How does “Atomic House” reconcile the comfort of home with the chaos and danger you’ve described feeling as your parents get older?

In some ways it does and in some ways it does not. Writing the record was therapeutic and cathartic for me. It gave me a place to revisit certain memories and feelings that come up when you start thinking about family, time passing and the reality of your parents getting older.

But I do not think those feelings ever fully resolve. Change is uncomfortable and there is always some uneasiness around it. You cannot stay in one moment forever, even if you want to.

A lot of the record reflects that tension. It is like saying one more evening in the neighborhood, just being present with it before moving on. Eventually you have to let things change and accept whatever the next chapter is. The album was my way of processing that while also embracing what comes next.

This record sheds light on the subtle contrast between memory and mindfulness. How do you use the past to frame this record without falling into the trap of nostalgia for its own sake?

I think it connects to the same idea as the last question. You cannot stay in one mindset forever and trying to live completely in the past ends up shortchanging the other experiences you are meant to have.

For me the past is something you visit, not somewhere you stay. It is nice to reconnect with certain feelings and memories, but everything should be in moderation. The point of the record is not to live inside nostalgia. It is more about acknowledging those memories, appreciating them, and then continuing forward.

Tracing this project all the way back to the recording experiments in your childhood bedroom, what would you say to your 14-year-old self now, and what do you think that version of yourself would have thought of “Atomic House?”

I think my 14-year-old self would be pretty stoked that I have been making music this long and that it is still such a big part of my life. At that age I did not really expect or anticipate that it would turn into something I could keep doing for so many years, so in a lot of ways it has been a really nice surprise.

My nephew is starting to get into music now and watching him try to put together his own little studio has been really fun. He gets excited about the music I make and everything I am working on. Seeing it through his eyes reminds me that I was once that kid too, just experimenting and trying to figure things out.

In a way that feeling never really ends. You are always learning and hoping you get to keep doing the thing you love. The biggest thing is just appreciating it while it is happening.

Beyond the album, what are you most looking forward to in the future of the Undercover Dream Lovers?
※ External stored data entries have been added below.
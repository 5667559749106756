//! Status transition tables.
//!
//! Given a target status, the tables return the statuses a node may legally
//! be in immediately before moving to it. The node table matches on every
//! [`Status`] without a wildcard, so adding a status fails the build until
//! its predecessors are declared.

use super::{Status, StatusSet};
use serde::{Deserialize, Serialize};

/// Which transition table applies.
#[derive(Debug, Clone, Copy, PartialEq, Eq, Hash, Default, Serialize, Deserialize)]
#[serde(rename_all = "snake_case")]
pub enum TransitionPolicy {
    /// Rules for a single node (step, stage, ...).
    #[default]
    Node,
    /// Rules for the whole plan execution.
    Plan,
}

impl TransitionPolicy {
    /// Returns the statuses that may precede `to` under this policy.
    #[must_use]
    pub const fn allowed_predecessors(self, to: Status) -> StatusSet {
        match self {
            Self::Node => node_allowed_predecessors(to),
            Self::Plan => plan_allowed_predecessors(to),
        }
    }
}

/// Returns the statuses a node may be in immediately before moving to `to`.
#[must_use]
pub const fn node_allowed_predecessors(to: Status) -> StatusSet {
    match to {
        Status::Running => StatusSet::of(&[
            Status::Queued,
            Status::AsyncWaiting,
            Status::ApprovalWaiting,
            Status::ResourceWaiting,
            Status::TaskWaiting,
            Status::TimedWaiting,
            Status::InterventionWaiting,
            Status::Paused,
            Status::Pausing,
        ]),
        Status::InterventionWaiting => StatusSet::BROKEN,
        Status::TimedWaiting
        | Status::AsyncWaiting
        | Status::ApprovalWaiting
        | Status::ResourceWaiting
        | Status::TaskWaiting
        | Status::Pausing
        | Status::Skipped => StatusSet::of(&[Status::Queued, Status::Running]),
        Status::Paused => StatusSet::of(&[Status::Queued, Status::Running, Status::Pausing]),
        Status::Discontinuing => StatusSet::ABORT_AND_EXPIRE_ELIGIBLE,
        Status::Queued => StatusSet::of(&[Status::Paused, Status::Pausing]),
        Status::Aborted
        | Status::Errored
        | Status::Suspended
        | Status::Failed
        | Status::Expired
        | Status::ApprovalRejected => StatusSet::FINALIZABLE,
        Status::Succeeded => StatusSet::of(&[
            Status::InterventionWaiting,
            Status::Running,
            Status::Queued,
        ]),
        Status::IgnoreFailed => StatusSet::BROKEN.with(Status::InterventionWaiting),
        Status::Unrecognized => StatusSet::EMPTY,
    }
}

/// Returns the statuses a plan execution may be in immediately before
/// moving to `to`. Statuses without a plan-specific rule use the node table.
#[must_use]
pub const fn plan_allowed_predecessors(to: Status) -> StatusSet {
    match to {
        Status::InterventionWaiting => {
            StatusSet::of(&[Status::Running, Status::Pausing, Status::Paused])
        }
        Status::Paused => StatusSet::of(&[
            Status::Queued,
            Status::Running,
            Status::Pausing,
            Status::InterventionWaiting,
        ]),
        Status::Succeeded => StatusSet::of(&[
            Status::Pausing,
            Status::InterventionWaiting,
            Status::Running,
        ]),
        _ => node_allowed_predecessors(to),
    }
}

/// Returns true if moving from `from` to `to` is legal under `policy`.
#[must_use]
pub const fn is_valid_transition(policy: TransitionPolicy, from: Status, to: Status) -> bool {
    policy.allowed_predecessors(to).contains(from)
}
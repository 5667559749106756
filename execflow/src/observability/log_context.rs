//! Log-correlation fields derived from an execution context.

use crate::context::ExecutionContext;
use std::collections::BTreeMap;
use tracing::field;
use tracing::span::EnteredSpan;

/// Keys of the log-correlation map. Log shippers depend on these names.
pub mod keys {
    /// The plan execution ID.
    pub const PLAN_EXECUTION_ID: &str = "planExecutionId";
    /// The current frame's identifier.
    pub const IDENTIFIER: &str = "identifier";
    /// The current frame's runtime ID.
    pub const RUNTIME_ID: &str = "runtimeId";
    /// The current frame's setup ID.
    pub const SETUP_ID: &str = "setupId";
    /// The current frame's step type name.
    pub const STEP_TYPE: &str = "stepType";
}

/// A flat string map of correlation fields for one execution scope.
///
/// Holds every setup abstraction plus `planExecutionId`, and when a frame is
/// current, its `identifier`, `runtimeId`, `setupId` and `stepType`.
#[derive(Debug, Clone, PartialEq, Eq, Default)]
pub struct LogContext {
    fields: BTreeMap<String, String>,
}

impl LogContext {
    /// Extracts the correlation fields of `ctx`.
    #[must_use]
    pub fn from_context(ctx: &ExecutionContext) -> Self {
        let mut fields = ctx.setup_abstractions().clone();
        fields.insert(
            keys::PLAN_EXECUTION_ID.to_string(),
            ctx.plan_execution_id().to_string(),
        );
        if let Some(frame) = ctx.current_frame() {
            fields.insert(keys::IDENTIFIER.to_string(), frame.identifier().to_string());
            fields.insert(keys::RUNTIME_ID.to_string(), frame.runtime_id().to_string());
            fields.insert(keys::SETUP_ID.to_string(), frame.setup_id().to_string());
            fields.insert(
                keys::STEP_TYPE.to_string(),
                frame.step_type().step_type.clone(),
            );
        }
        Self { fields }
    }

    /// Returns a field by key.
    #[must_use]
    pub fn get(&self, key: &str) -> Option<&str> {
        self.fields.get(key).map(String::as_str)
    }

    /// Returns the number of fields.
    #[must_use]
    pub fn len(&self) -> usize {
        self.fields.len()
    }

    /// Returns true if there are no fields.
    #[must_use]
    pub fn is_empty(&self) -> bool {
        self.fields.is_empty()
    }

    /// Consumes the context and returns the flat map.
    #[must_use]
    pub fn into_map(self) -> BTreeMap<String, String> {
        self.fields
    }

    /// Builds an `execution` span carrying the correlation fields.
    ///
    /// The frame fields are recorded as span fields. Setup abstractions,
    /// whose keys are not known up front, are recorded together under
    /// `setup`.
    #[must_use]
    pub fn span(&self) -> tracing::Span {
        let span = tracing::info_span!(
            "execution",
            plan_execution_id = field::Empty,
            identifier = field::Empty,
            runtime_id = field::Empty,
            setup_id = field::Empty,
            step_type = field::Empty,
            setup = field::Empty,
        );

        let mut setup: Vec<(&str, &str)> = Vec::new();
        for (key, value) in &self.fields {
            match key.as_str() {
                keys::PLAN_EXECUTION_ID => {
                    span.record("plan_execution_id", value.as_str());
                }
                keys::IDENTIFIER => {
                    span.record("identifier", value.as_str());
                }
                keys::RUNTIME_ID => {
                    span.record("runtime_id", value.as_str());
                }
                keys::SETUP_ID => {
                    span.record("setup_id", value.as_str());
                }
                keys::STEP_TYPE => {
                    span.record("step_type", value.as_str());
                }
                _ => setup.push((key.as_str(), value.as_str())),
            }
        }
        if !setup.is_empty() {
            span.record("setup", field::debug(&setup));
        }
        span
    }

    /// Enters [`Self::span`]; the scope ends when the guard drops.
    #[must_use]
    pub fn enter(&self) -> EnteredSpan {
        self.span().entered()
    }
}

impl From<&ExecutionContext> for LogContext {
    fn from(ctx: &ExecutionContext) -> Self {
        Self::from_context(ctx)
    }
}

#[cfg(test)]
mod tests {
    use super::*;
    use crate::context::keys as setup_keys;
    use crate::testing::{capture_logs, sample_context, PLAN_EXECUTION_ID};
    use pretty_assertions::assert_eq;

    #[test]
    fn test_from_context_with_frame() {
        let log = LogContext::from_context(&sample_context());

        assert_eq!(log.get(keys::PLAN_EXECUTION_ID), Some(PLAN_EXECUTION_ID));
        assert_eq!(log.get(keys::IDENTIFIER), Some("step1"));
        assert_eq!(log.get(keys::RUNTIME_ID), Some("step1-runtime"));
        assert_eq!(log.get(keys::SETUP_ID), Some("step1-setup"));
        assert_eq!(log.get(keys::STEP_TYPE), Some("HTTP"));
        assert_eq!(log.get(setup_keys::ACCOUNT_ID), Some("acc-1"));
        assert_eq!(log.len(), 8);
    }

    #[test]
    fn test_from_empty_context() {
        let ctx = ExecutionContext::new("p").with_setup_abstraction("appId", "app");
        let map = LogContext::from(&ctx).into_map();

        let expected: BTreeMap<String, String> = [
            ("planExecutionId".to_string(), "p".to_string()),
            ("appId".to_string(), "app".to_string()),
        ]
        .into_iter()
        .collect();
        assert_eq!(map, expected);
    }

    #[test]
    fn test_context_map_matches_extractor() {
        let ctx = sample_context();
        assert_eq!(ctx.log_context_map(), LogContext::from_context(&ctx).into_map());
    }

    #[test]
    fn test_entered_span_decorates_events() {
        let ((), logs) = capture_logs(|| {
            let log = LogContext::from_context(&sample_context());
            let _guard = log.enter();
            tracing::info!("step started");
        });

        assert!(logs.contains("step started"));
        let line = logs.lines().find(|l| l.contains("step started")).unwrap();
        assert!(line.contains("execution{"));
        assert!(line.contains("plan-exec-1"));
        assert!(line.contains("step1-runtime"));
        assert!(line.contains("accountId"));
    }

    #[test]
    fn test_span_scope_ends_with_guard() {
        let ((), logs) = capture_logs(|| {
            {
                let _guard = LogContext::from_context(&sample_context()).enter();
                tracing::info!("inside");
            }
            tracing::info!("outside");
        });

        let outside = logs.lines().find(|l| l.contains("outside")).unwrap();
        assert!(!outside.contains("step1-runtime"));
    }
}
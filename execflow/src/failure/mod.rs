//! Failure taxonomy.
//!
//! The engine's internal failure types, the external taxonomy they are
//! reported as, the mapping between the two, and collection of failure
//! types from an arbitrary error chain.

mod classify;
mod mapping;
mod types;

#[cfg(test)]
pub use classify::MockFailureClassifier;
pub use classify::{collect_failure_types, FailureClassifier};
pub use mapping::{to_external, to_external_set, to_internal, to_internal_set};
pub use types::{ExternalFailureType, FailureType};
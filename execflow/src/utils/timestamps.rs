//! Timestamp helpers.
//!
//! Frame start times travel on the wire as epoch milliseconds; these helpers
//! convert between that form and `chrono` values.

use chrono::{DateTime, TimeZone, Utc};

/// A UTC instant.
pub type Timestamp = DateTime<Utc>;

/// Returns the current time in epoch milliseconds.
#[must_use]
pub fn now_millis() -> i64 {
    Utc::now().timestamp_millis()
}

/// Converts epoch milliseconds into a timestamp.
///
/// Returns `None` when the value is outside chrono's representable range.
#[must_use]
pub fn millis_to_datetime(millis: i64) -> Option<Timestamp> {
    Utc.timestamp_millis_opt(millis).single()
}

#[cfg(test)]
mod tests {
    use super::*;
    use chrono::SecondsFormat;

    #[test]
    fn test_millis_to_datetime_epoch() {
        let dt = millis_to_datetime(0).unwrap();
        assert_eq!(dt.to_rfc3339_opts(SecondsFormat::Millis, true), "1970-01-01T00:00:00.000Z");
    }

    #[test]
    fn test_millis_to_datetime_keeps_millis() {
        let dt = millis_to_datetime(1_696_512_000_123).unwrap();
        assert_eq!(dt.timestamp_millis(), 1_696_512_000_123);
        assert_eq!(dt.to_rfc3339_opts(SecondsFormat::Millis, true), "2023-10-05T13:20:00.123Z");
    }

    #[test]
    fn test_millis_to_datetime_out_of_range() {
        assert!(millis_to_datetime(i64::MAX).is_none());
    }
}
Every time I finish a record I feel a little exhausted and think maybe I will try something else for a while, but I always end up coming back to music. It is just the thing that keeps pulling me back in.

I have already started writing again and some of it already feels a little different from this record, so it will be interesting to see where that leads. At the same time I like leaving space for surprise. The future of the project usually reveals itself once I start following whatever ideas show up next.